He’s already raised enough to pay for a lawyer

A male student barred from class for “significantly disrupt[ing] the learning process” may have simply been expressing a viewpoint, making his punishment “highly inappropriate,” according to a free-speech group.

The Foundation for Individual Rights in Education takes a skeptical view of Indiana University of Pennsylvania’s stated rationale for punishing Lake Ingle, who has become a cause celebre for suppression of conservative beliefs this month.

His professor reported him to the provost’s office after Ingle shared his views in a class discussion on gender-related issues that reserved comments for females first.

“The classroom in particular must remain a place where ideas are free to be challenged and debated, no matter how deeply held,” Ari Cohn, director of FIRE’s Individual Rights Defense Program, told The College Fix in an email.

“Holding some ideas as not subject to questioning would gut the core purpose and ideals of higher education,” and it runs against Supreme Court precedent for public universities like IUP, Cohn said.

Ingle has raised $1,000 since Saturday to pay for a lawyer in his bid to stay in the class, which is required for his religious studies major.
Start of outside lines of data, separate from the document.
//! Tests for validated configuration.

use super::SettingsError;
use super::cli::Cli;
use super::toml::TomlConfig;
use super::validated::ValidatedConfig;

/// Helper to create CLI args from a slice
fn cli(args: &[&str]) -> Cli {
    let mut full_args = vec!["adapterctl"];
    full_args.extend(args);
    Cli::parse_from_iter(full_args)
}

/// Helper to parse TOML config
fn toml(content: &str) -> TomlConfig {
    TomlConfig::parse(content).unwrap()
}
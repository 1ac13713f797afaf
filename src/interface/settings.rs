//! High-level interface settings applied as a single mutation.

use serde::{Deserialize, Serialize};

use super::InterfaceProperties;

/// Settings to apply to an interface record.
///
/// Unset fields leave the record untouched.
#[derive(Debug, Clone, Copy, PartialEq, Eq, Default, Serialize, Deserialize)]
pub struct InterfaceSettings {
    /// Network-layer MTU in bytes.
    pub mtu: Option<u32>,
    /// Route metric. Setting it turns off automatic metric selection.
    pub metric: Option<u32>,
}

impl InterfaceSettings {
    /// Settings that only change the MTU.
    #[must_use]
    pub const fn mtu(mtu: u32) -> Self {
        Self {
            mtu: Some(mtu),
            metric: None,
        }
    }

    /// Returns true if nothing would change.
    #[must_use]
    pub const fn is_empty(&self) -> bool {
        self.mtu.is_none() && self.metric.is_none()
    }

    /// Applies the settings to a record.
    #[must_use]
    pub fn apply_to(&self, mut props: InterfaceProperties) -> InterfaceProperties {
        if let Some(mtu) = self.mtu {
            props.mtu = mtu;
        }
        if let Some(metric) = self.metric {
            props.metric = metric;
            props.use_automatic_metric = false;
        }
        props
    }
}
//! Wintun driver backend loaded from `wintun.dll` at runtime.

use std::ffi::c_void;
use std::path::{Path, PathBuf};
use std::ptr::NonNull;

use libloading::Library;
use thiserror::Error;
use windows::core::GUID;

use crate::adapter::{AdapterIdentity, AdapterName, CreatedAdapter, DriverBackend, TypeTag};
use crate::native::NativeCode;

type CreateAdapterFn = unsafe extern "system" fn(
    name: *const u16,
    tunnel_type: *const u16,
    requested_guid: *const GUID,
) -> *mut c_void;
type CloseAdapterFn = unsafe extern "system" fn(adapter: *mut c_void);
type GetAdapterLuidFn = unsafe extern "system" fn(adapter: *mut c_void, luid: *mut u64);
type GetRunningDriverVersionFn = unsafe extern "system" fn() -> u32;

/// Error loading the driver library.
#[derive(Debug, Error)]
pub enum DriverLoadError {
    /// The DLL could not be loaded.
    #[error("Failed to load driver library '{}': {source}", path.display())]
    Library {
        /// Path that was tried
        path: PathBuf,
        /// Loader error
        #[source]
        source: libloading::Error,
    },

    /// The DLL does not export a required function.
    #[error("Driver library is missing symbol {name}: {source}")]
    Symbol {
        /// Missing export
        name: &'static str,
        /// Loader error
        #[source]
        source: libloading::Error,
    },
}

/// Native Wintun adapter handle.
#[derive(Debug)]
pub struct WintunHandle(NonNull<c_void>);

// SAFETY: the handle is an opaque token passed back to wintun.dll; it is never
// dereferenced on the Rust side, and the manager gives it a single owner.
unsafe impl Send for WintunHandle {}

/// [`DriverBackend`] backed by the Wintun driver.
///
/// # Example
///
/// ```no_run
/// use adapterctl::adapter::{AdapterManager, CreationRequest, TypeTag};
/// use adapterctl::adapter::platform::WintunDriver;
///
/// let driver = WintunDriver::load("wintun.dll").expect("wintun.dll not found");
/// let manager = AdapterManager::new(driver);
/// let tunnel_type: TypeTag = "{5A1F6A3C-8E2B-4F1D-9C07-3B6D2E4A5F10}".parse().unwrap();
/// let mut handle = manager
///     .create(&CreationRequest::new("MyVirtualAdapter", tunnel_type))
///     .expect("create failed");
/// manager.release(&mut handle).expect("release failed");
/// ```
pub struct WintunDriver {
    create: CreateAdapterFn,
    close: CloseAdapterFn,
    get_luid: GetAdapterLuidFn,
    running_version: GetRunningDriverVersionFn,
    // Declared last so the function pointers above never outlive it.
    _library: Library,
}

impl WintunDriver {
    /// Loads `wintun.dll` from `path` and resolves the functions used here.
    ///
    /// # Errors
    ///
    /// Returns [`DriverLoadError`] if the library cannot be loaded or lacks
    /// a required export.
    pub fn load(path: impl AsRef<Path>) -> Result<Self, DriverLoadError> {
        let path = path.as_ref();

        // SAFETY: wintun.dll's initialization routine only sets up internal state.
        let library = unsafe { Library::new(path) }.map_err(|source| DriverLoadError::Library {
            path: path.to_path_buf(),
            source,
        })?;

        // SAFETY: the signatures match wintun.h for driver API version 0.14.
        let driver = unsafe {
            Self {
                create: symbol(&library, "WintunCreateAdapter")?,
                close: symbol(&library, "WintunCloseAdapter")?,
                get_luid: symbol(&library, "WintunGetAdapterLUID")?,
                running_version: symbol(&library, "WintunGetRunningDriverVersion")?,
                _library: library,
            }
        };

        let path = path.display();
        match driver.running_version() {
            Some((major, minor)) => {
                tracing::debug!(%path, "Wintun driver {major}.{minor} running");
            }
            None => tracing::debug!(%path, "Wintun driver loaded, not yet running"),
        }

        Ok(driver)
    }

    /// Returns the `(major, minor)` version of the running driver, if any.
    #[must_use]
    #[allow(clippy::cast_possible_truncation)]
    pub fn running_version(&self) -> Option<(u16, u16)> {
        // SAFETY: takes no arguments; returns 0 when no driver is loaded.
        let version = unsafe { (self.running_version)() };
        if version == 0 {
            return None;
        }
        Some((((version >> 16) & 0xFF) as u16, (version & 0xFF) as u16))
    }
}

impl DriverBackend for WintunDriver {
    type Handle = WintunHandle;

    fn create_adapter(
        &self,
        name: &AdapterName,
        tunnel_type: TypeTag,
        requested: Option<TypeTag>,
    ) -> Result<CreatedAdapter<WintunHandle>, NativeCode> {
        // Always pass an explicit GUID so the allocated identity is known.
        let allocated = match requested {
            Some(tag) => tag,
            None => generate_tag()?,
        };
        let guid = GUID::from_u128(allocated.as_u128());
        let name_w = to_wide(name.as_str());
        let tunnel_w = to_wide(&tunnel_type.to_string());

        // SAFETY: both strings are NUL-terminated UTF-16 and outlive the call;
        // the GUID pointer refers to a live stack value.
        let raw = unsafe { (self.create)(name_w.as_ptr(), tunnel_w.as_ptr(), &raw const guid) };
        let handle = NonNull::new(raw).ok_or_else(NativeCode::last_os_error)?;

        Ok(CreatedAdapter {
            handle: WintunHandle(handle),
            allocated,
        })
    }

    fn close_adapter(&self, handle: WintunHandle) -> Result<(), NativeCode> {
        // SAFETY: the handle came from WintunCreateAdapter and is consumed here,
        // so it cannot be closed twice.
        unsafe { (self.close)(handle.0.as_ptr()) };
        Ok(())
    }

    fn adapter_luid(&self, handle: &WintunHandle) -> Result<AdapterIdentity, NativeCode> {
        let mut luid = 0u64;
        // SAFETY: the handle is live and `luid` is a valid NET_LUID-sized out pointer.
        unsafe { (self.get_luid)(handle.0.as_ptr(), &raw mut luid) };

        if luid == 0 {
            return Err(NativeCode::INVALID_HANDLE);
        }
        Ok(AdapterIdentity::from_luid(luid))
    }
}

/// Resolves an export and copies out the function pointer.
///
/// # Safety
///
/// `T` must match the export's real signature.
unsafe fn symbol<T: Copy>(library: &Library, name: &'static str) -> Result<T, DriverLoadError> {
    // SAFETY: forwarded to the caller.
    unsafe { library.get::<T>(name.as_bytes()) }
        .map(|sym| *sym)
        .map_err(|source| DriverLoadError::Symbol { name, source })
}

#[allow(clippy::cast_sign_loss)] // HRESULT bit pattern
fn generate_tag() -> Result<TypeTag, NativeCode> {
    GUID::new()
        .map(|guid| TypeTag::from_u128(guid.to_u128()))
        .map_err(|e| NativeCode(e.code().0 as u32))
}

fn to_wide(s: &str) -> Vec<u16> {
    s.encode_utf16().chain(std::iter::once(0)).collect()
}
He said on Facebook he’ll learn his fate March 19 when the “ruling from the Academic Integrity Board hearing will be released.” If he’s banned from the course permanently, “I will have to pay for an online class in order to graduate,” he wrote on the GoFundMe page.

It’s wrong to portray ‘anecdotal accounts’ as ‘fact’

Ingle removed his side of the story from Facebook after being “advised by my legal council [sic]” and asked supporters to not come to his hearing, but his March 4 post remains archived online.

Ingle announced his upcoming appearance before the Academic Integrity Board, and he shared disciplinary documents he was given.

He said the “narrative of disrespect, disruption, anger and intolerance” applied to his behavior in class Feb. 28 was false: “This is about free speech and the constant misuse of intellectual power in universities.”

Prof. Alison Downie, whose PhD concentration was in “Christian Feminist Theology,” showed her “Self, Sin, and Salvation” class a TEDx Talk featuring transgender clergy member Paula Stone Williams.

MORE: Employee beats hate-crime charge for believing in two genders

Williams describes her experiences living as male and female and the “privileges” that men have that she lost after choosing to identify as female. Living as a woman means “working twice as hard for half as much” and “constantly being subjected to mansplaining.”

Downie then discussed the “REALITY” of these concepts, including the gender wage gap, and told the class that male students couldn’t speak until females “have had their chance to speak,” according to Ingle.

He said he only spoke after “thirty seconds or so” had passed with no females speaking, then objected to the portrayal of Williams’ “anecdotal accounts” as “fact.”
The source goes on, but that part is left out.